Czy warto walczyć o miłość w związku?
Z czym kojarzy Ci się miłość? ja mam kilka skojarzeń. Z pewnością z chemią organizmu, taką zazwyczaj odczuwa się na pierwszym etapie znajomości, jest bardzo podobna do stanu zauroczenia. Tzw. motyle w brzuchu. endorfiny się produkują, ekscytacja, lekki stres - generalnie cudowne uczucie! czy takie uczucie może towarzyszyć nam w trakcie wieloletnich związków? co zrobić, aby trwało? jak je zatrzymać? myślę, ze zatrzymywać nie ma sensu, bo taki stan permanentny nie byłby dla nikogo korzystny i jak wszystko, czego jest za dużo, spowszedniałby i przestał być wyjątkowym. Nie będę odkrywcza mówiąc, że związki idealne nie istnieją. Każda para ma lepsze i gorsze momenty. z mojej perspektywy dojrzały czyli odpowiedzialny związek to taki, w którym obie strony są otwarte na bycie razem, nie muszą umieć tego od samego początku, ale chcą się uczyć siebie nawzajem szukając wspólnych rozwiązań. Prowadzę warsztaty dla par, podczas których analizujemy sobie i omawiamy różne sytuacje z życia. Dla mnie absolutną bazą tego, aby być z kimś to wspólnie ustalane zasady, oparte na szacunku i szczerości. Oparte mogą być na czym tylko chcesz, to ma być Twoje - Wasze.
W tych zasadach ma znaleźć się wszystko, co dla Was ważne i jak mantry trzeba tego strzec. Dojrzałość się kształtuje, tak jak charakter i związek. Można przy pierwszej kłótni zrezygnować, można się rozstać, ale ja zachęcam do walki. Do zaangażowania i prób, zanim podejmie się decyzje o rozstaniu, aby mieć absolutną pewność, że zrobiłam wszystko, co mogłam. Życie w zgodzie ze sobą i swoimi przekonaniami, szczerość i rozmowy , to wg mnie buduje i wzmacnia związek.
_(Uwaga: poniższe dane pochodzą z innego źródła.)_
//! The order competitors dive in within each round.

use std::sync::Arc;

use axum::extract::{Path, State};
use diesel::{
    connection::LoadConnection, dsl::exists, prelude::*, select,
    sqlite::Sqlite,
};
use hypertext::prelude::*;
use rand::{Rng, SeedableRng, seq::SliceRandom};
use rand_chacha::ChaCha20Rng;
use serde::{Deserialize, Serialize};
use tracing::info;
use uuid::Uuid;

use crate::{
    auth::User,
    competitions::{
        Competition,
        competitors::Competitor,
        events::Event,
        live::EventSnapshot,
        scoring::{
            calc::display_score,
            next_dive::{RunOrderNext, select_next_dive_in_run_order},
        },
    },
    permission::{Permission, require},
    schema::run_orders,
    settings::Settings,
    state::Conn,
    template::Page,
    util_resp::{
        FailureResponse, StandardResponse, bad_request_json, json_created,
        json_ok, success,
    },
    widgets::alert::InfoAlert,
};

#[derive(Serialize, Deserialize, Queryable, Clone, Debug, PartialEq)]
pub struct RunOrderSlot {
    pub id: String,
    pub event_id: String,
    pub competitor_id: String,
    pub run_position: i64,
}

impl RunOrderSlot {
    /// The stored run order of an event, by position. Empty if none has been
    /// drawn.
    pub fn of_event(
        event_id: &str,
        conn: &mut impl LoadConnection<Backend = Sqlite>,
    ) -> Result<Vec<Self>, FailureResponse> {
        Ok(run_orders::table
            .filter(run_orders::event_id.eq(event_id))
            .order_by(run_orders::run_position.asc())
            .load::<RunOrderSlot>(conn)?)
    }

    fn exists_for(
        event_id: &str,
        conn: &mut impl LoadConnection<Backend = Sqlite>,
    ) -> Result<bool, FailureResponse> {
        Ok(select(exists(
            run_orders::table.filter(run_orders::event_id.eq(event_id)),
        ))
        .get_result::<bool>(conn)?)
    }
}

/// Shuffles the competitors and numbers them from 1.
pub fn draw_positions(
    mut competitor_ids: Vec<String>,
    rng: &mut impl Rng,
) -> Vec<(String, i64)> {
    competitor_ids.shuffle(rng);
    competitor_ids
        .into_iter()
        .zip(1..)
        .collect()
}

#[derive(Serialize)]
struct RunOrderView {
    event_id: String,
    run_order: Vec<RunOrderRow>,
}

#[derive(Serialize)]
struct RunOrderRow {
    run_position: i64,
    competitor: Competitor,
}

fn load_view(
    event: &Event,
    conn: &mut impl LoadConnection<Backend = Sqlite>,
) -> Result<RunOrderView, FailureResponse> {
    let slots = RunOrderSlot::of_event(&event.id, conn)?;
    let competitors = Competitor::of_event(&event.id, conn)?;

    let run_order = slots
        .into_iter()
        .filter_map(|slot| {
            competitors
                .iter()
                .find(|c| c.id == slot.competitor_id)
                .map(|competitor| RunOrderRow {
                    run_position: slot.run_position,
                    competitor: competitor.clone(),
                })
        })
        .collect();

    Ok(RunOrderView {
        event_id: event.id.clone(),
        run_order,
    })
}

pub async fn generate_run_order(
    Path(event_id): Path<String>,
    user: User,
    mut conn: Conn<true>,
) -> StandardResponse {
    require(&user, Permission::ManageCompetitions)?;

    let event = Event::fetch(&event_id, &mut *conn)?;

    if RunOrderSlot::exists_for(&event.id, &mut *conn)? {
        return bad_request_json(
            "a run order already exists for this event; stop the event to \
             clear it first",
        );
    }

    let competitors = Competitor::of_event(&event.id, &mut *conn)?;
    if competitors.is_empty() {
        return bad_request_json("this event has no competitors");
    }

    let mut rng = ChaCha20Rng::from_os_rng();
    let positions = draw_positions(
        competitors.into_iter().map(|c| c.id).collect(),
        &mut rng,
    );

    for (competitor_id, run_position) in &positions {
        diesel::insert_into(run_orders::table)
            .values((
                run_orders::id.eq(Uuid::now_v7().to_string()),
                run_orders::event_id.eq(&event.id),
                run_orders::competitor_id.eq(competitor_id),
                run_orders::run_position.eq(run_position),
            ))
            .execute(&mut *conn)?;
    }

    info!(event = %event.id, competitors = positions.len(), "drew run order");

    json_created(load_view(&event, &mut *conn)?)
}

pub async fn get_run_order(
    Path(event_id): Path<String>,
    mut conn: Conn<false>,
) -> StandardResponse {
    let event = Event::fetch(&event_id, &mut *conn)?;
    json_ok(load_view(&event, &mut *conn)?)
}

/// "Stop event": throws the run order away.
pub async fn delete_run_order(
    Path(event_id): Path<String>,
    user: User,
    mut conn: Conn<true>,
) -> StandardResponse {
    require(&user, Permission::ManageCompetitions)?;

    let event = Event::fetch(&event_id, &mut *conn)?;
    let n = diesel::delete(run_orders::table.filter(run_orders::event_id.eq(&event.id)))
        .execute(&mut *conn)?;

    info!(event = %event.id, removed = n, "cleared run order");

    json_ok(serde_json::json!({ "event_id": event.id, "removed": n }))
}

#[derive(Serialize, Debug)]
#[serde(tag = "status", rename_all = "snake_case")]
pub enum RunOrderStatus {
    /// No run order has been drawn yet.
    NotStarted,
    Next {
        round: i64,
        run_position: i64,
        competitor: Competitor,
        entry: crate::competitions::dives::DiveEntry,
    },
    SheetMissing {
        round: i64,
        run_position: i64,
        competitor: Competitor,
    },
    Complete,
}

pub fn run_order_status(
    snapshot: &EventSnapshot,
    run_order: &[RunOrderSlot],
) -> RunOrderStatus {
    if run_order.is_empty() {
        return RunOrderStatus::NotStarted;
    }

    let next = select_next_dive_in_run_order(
        run_order,
        &snapshot.entries_by_competitor,
        &snapshot.scores,
        snapshot.num_judges,
        snapshot.event.num_dives,
    );

    let position_of = |competitor_id: &str| {
        run_order
            .iter()
            .find(|slot| slot.competitor_id == competitor_id)
            .map(|slot| slot.run_position)
            .unwrap_or_default()
    };

    match next {
        None => RunOrderStatus::Complete,
        Some(RunOrderNext::Next { round, entry }) => {
            match snapshot.competitor(&entry.competitor_id) {
                Some(competitor) => RunOrderStatus::Next {
                    round,
                    run_position: position_of(&competitor.id),
                    competitor: competitor.clone(),
                    entry,
                },
                // run order rows cascade with their competitor
                None => RunOrderStatus::NotStarted,
            }
        }
        Some(RunOrderNext::SheetMissing {
            round,
            competitor_id,
        }) => match snapshot.competitor(&competitor_id) {
            Some(competitor) => RunOrderStatus::SheetMissing {
                round,
                run_position: position_of(&competitor_id),
                competitor: competitor.clone(),
            },
            None => RunOrderStatus::NotStarted,
        },
    }
}

pub async fn next_in_run_order(
    Path(event_id): Path<String>,
    mut conn: Conn<false>,
) -> StandardResponse {
    let snapshot = EventSnapshot::load(&event_id, &mut *conn)?;
    let run_order = RunOrderSlot::of_event(&snapshot.event.id, &mut *conn)?;

    json_ok(run_order_status(&snapshot, &run_order))
}

/// Competitors in run order against rounds, with each completed dive's final
/// score.
pub struct RunOrderGrid<'r> {
    pub snapshot: &'r EventSnapshot,
    pub run_order: &'r [RunOrderSlot],
}

impl Renderable for RunOrderGrid<'_> {
    fn render_to(
        &self,
        buffer: &mut hypertext::Buffer<hypertext::context::Node>,
    ) {
        let snapshot = self.snapshot;
        let status = run_order_status(snapshot, self.run_order);
        let rounds = (1..=snapshot.event.num_dives).collect::<Vec<_>>();

        let rows = self
            .run_order
            .iter()
            .filter_map(|slot| {
                snapshot.competitor(&slot.competitor_id).map(|competitor| {
                    let cells = rounds
                        .iter()
                        .map(|round| {
                            snapshot.final_score_of(&competitor.id, *round)
                        })
                        .collect::<Vec<_>>();
                    let total = cells.iter().flatten().sum::<f64>();
                    (slot.run_position, competitor, cells, total)
                })
            })
            .collect::<Vec<_>>();

        let cell_class = |competitor_id: &str, round: i64| match &status {
            RunOrderStatus::Next {
                round: r,
                competitor,
                ..
            }
            | RunOrderStatus::SheetMissing {
                round: r,
                competitor,
                ..
            } if *r == round && competitor.id == competitor_id => {
                "table-primary"
            }
            _ => "",
        };
        let status = &status;

        maud! {
            @match &status {
                RunOrderStatus::NotStarted => {
                    InfoAlert msg = "No run order has been drawn for this event.";
                }
                RunOrderStatus::Complete => {
                    div class="alert alert-success" { "All rounds are complete." }
                }
                RunOrderStatus::Next { round, competitor, entry, .. } => {
                    div class="alert alert-primary" {
                        "Round " (round) ": " strong { (competitor.display_name()) }
                        " - " (entry.fina_code) " from " (entry.board_height)
                        " (DD " (entry.difficulty) ")"
                    }
                }
                RunOrderStatus::SheetMissing { round, competitor, .. } => {
                    div class="alert alert-warning" {
                        "Round " (round) ": waiting for "
                        strong { (competitor.display_name()) }
                        " to enter a dive for this round."
                    }
                }
            }
            @if !rows.is_empty() {
                table class="table table-sm table-bordered" {
                    thead {
                        tr {
                            th { "#" }
                            th { "Competitor" }
                            @for round in &rounds {
                                th { "Dive " (round) }
                            }
                            th { "Total" }
                        }
                    }
                    tbody {
                        @for (position, competitor, cells, total) in &rows {
                            tr {
                                td { (position) }
                                td { (competitor.display_name()) }
                                @for (round, cell) in rounds.iter().zip(cells.iter()) {
                                    td class=(cell_class(&competitor.id, *round)) {
                                        @match cell {
                                            Some(score) => { (display_score(*score)) }
                                            None => { "-" }
                                        }
                                    }
                                }
                                td { strong { (display_score(*total)) } }
                            }
                        }
                    }
                }
            }
        }
        .render_to(buffer);
    }
}

pub async fn run_order_grid(
    Path(event_id): Path<String>,
    mut conn: Conn<false>,
) -> StandardResponse {
    let snapshot = EventSnapshot::load(&event_id, &mut *conn)?;
    let run_order = RunOrderSlot::of_event(&snapshot.event.id, &mut *conn)?;

    success(
        RunOrderGrid {
            snapshot: &snapshot,
            run_order: &run_order,
        }
        .render(),
    )
}

pub async fn run_order_page(
    Path(event_id): Path<String>,
    State(settings): State<Arc<Settings>>,
    user: Option<User>,
    mut conn: Conn<false>,
) -> StandardResponse {
    let snapshot = EventSnapshot::load(&event_id, &mut *conn)?;
    let run_order = RunOrderSlot::of_event(&snapshot.event.id, &mut *conn)?;
    let competition: Competition = snapshot.competition.clone();
    let grid = RunOrderGrid {
        snapshot: &snapshot,
        run_order: &run_order,
    };

    let trigger = format!("every {}s", settings.live_poll_seconds);
    let fragment = format!("/events/{}/run-order/grid", snapshot.event.id);
    let snapshot = &snapshot;

    success(
        Page::new()
            .user_opt(user)
            .title(format!("{} run order", snapshot.event.name))
            .competition(competition)
            .body(maud! {
                h1 { (snapshot.event.name) " run order" }
                div hx-get=(fragment) hx-trigger=(trigger) hx-swap="innerHTML" {
                    (grid)
                }
            })
            .render(),
    )
}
Uwierz mi nie miałam łatwo, i wiele nocy płakałam nie wiedząc co zrobić i jak zareagować. Często nie wiemy jak postąpić i jaką decyzję podjąć, bo niby skąd mamy to wiedzieć. Uczy nas czas i bagaż doświadczeń, pod warunkiem, że zauważamy rzeczy ważne. Miłości nie trzeba wypowiadać słowami, to jest proste. Ty masz czuć i widzieć w czynach, że osoba, z która jesteś Cię kocha. To można zauważyć z perspektywy czasu, kiedy ta pierwsza chemia minie, kiedy dojdą sprawy codzienne, kiedy pojawią się dzieci i problemy, do których nie możemy się przygotować. Wsparcie, szacunek podczas trudnych sytuacji, rozmowy bez obrażania drugiej osoby. tzw cienka czerwona linia, której nie wolno przekraczać. Staram się być strażnikiem moich zasad, stawiam granice i permanentnie szukam rozwiązań. Słuchaj intuicji i mów, nawet w emocjach tak, żebyś nie musiał przepraszać. Zwłaszcza jeśli dotyczy to bliskich Ci osób, które kochasz. Z partnerem można stwarzać (wymaga to od Ciebie aktywności i wysiłku) sytuacje romantyczne, elementy zaskoczenia i nieprzewidywalności na każdym etapie związku. Jak to zrobić? Być uważnym na drugiego człowieka, wykazywać zainteresowanie, troskę, doceniać każdy mały gest i zachowanie - to działa magicznie na związek. Uśmiechać się i przytulać, nie czekając na okazje. Stwarzać okazje do spontanicznych, wspólnych aktywności, dbać o potrzeby seksualne, być sexi dla siebie samej i dla partnera. To wymaga wysiłku, wiem, i czasem też mi się po prostu nie chce (też bywam zmęczona), ale efekty dają poczucia szczęścia i tego, że nie jestem sama, niesamowitą energię do życia. Nagrodą są cudowne słowa, gesty. To także miara tego, co staram się robić i o czym pamiętać. Rozpalaj ogień tak często jak się da. Póki będzie płonąć, będzie chemia i miłość. To zależy tylko od ciebie i zrobisz jak zechcesz, ja mówię, że warto.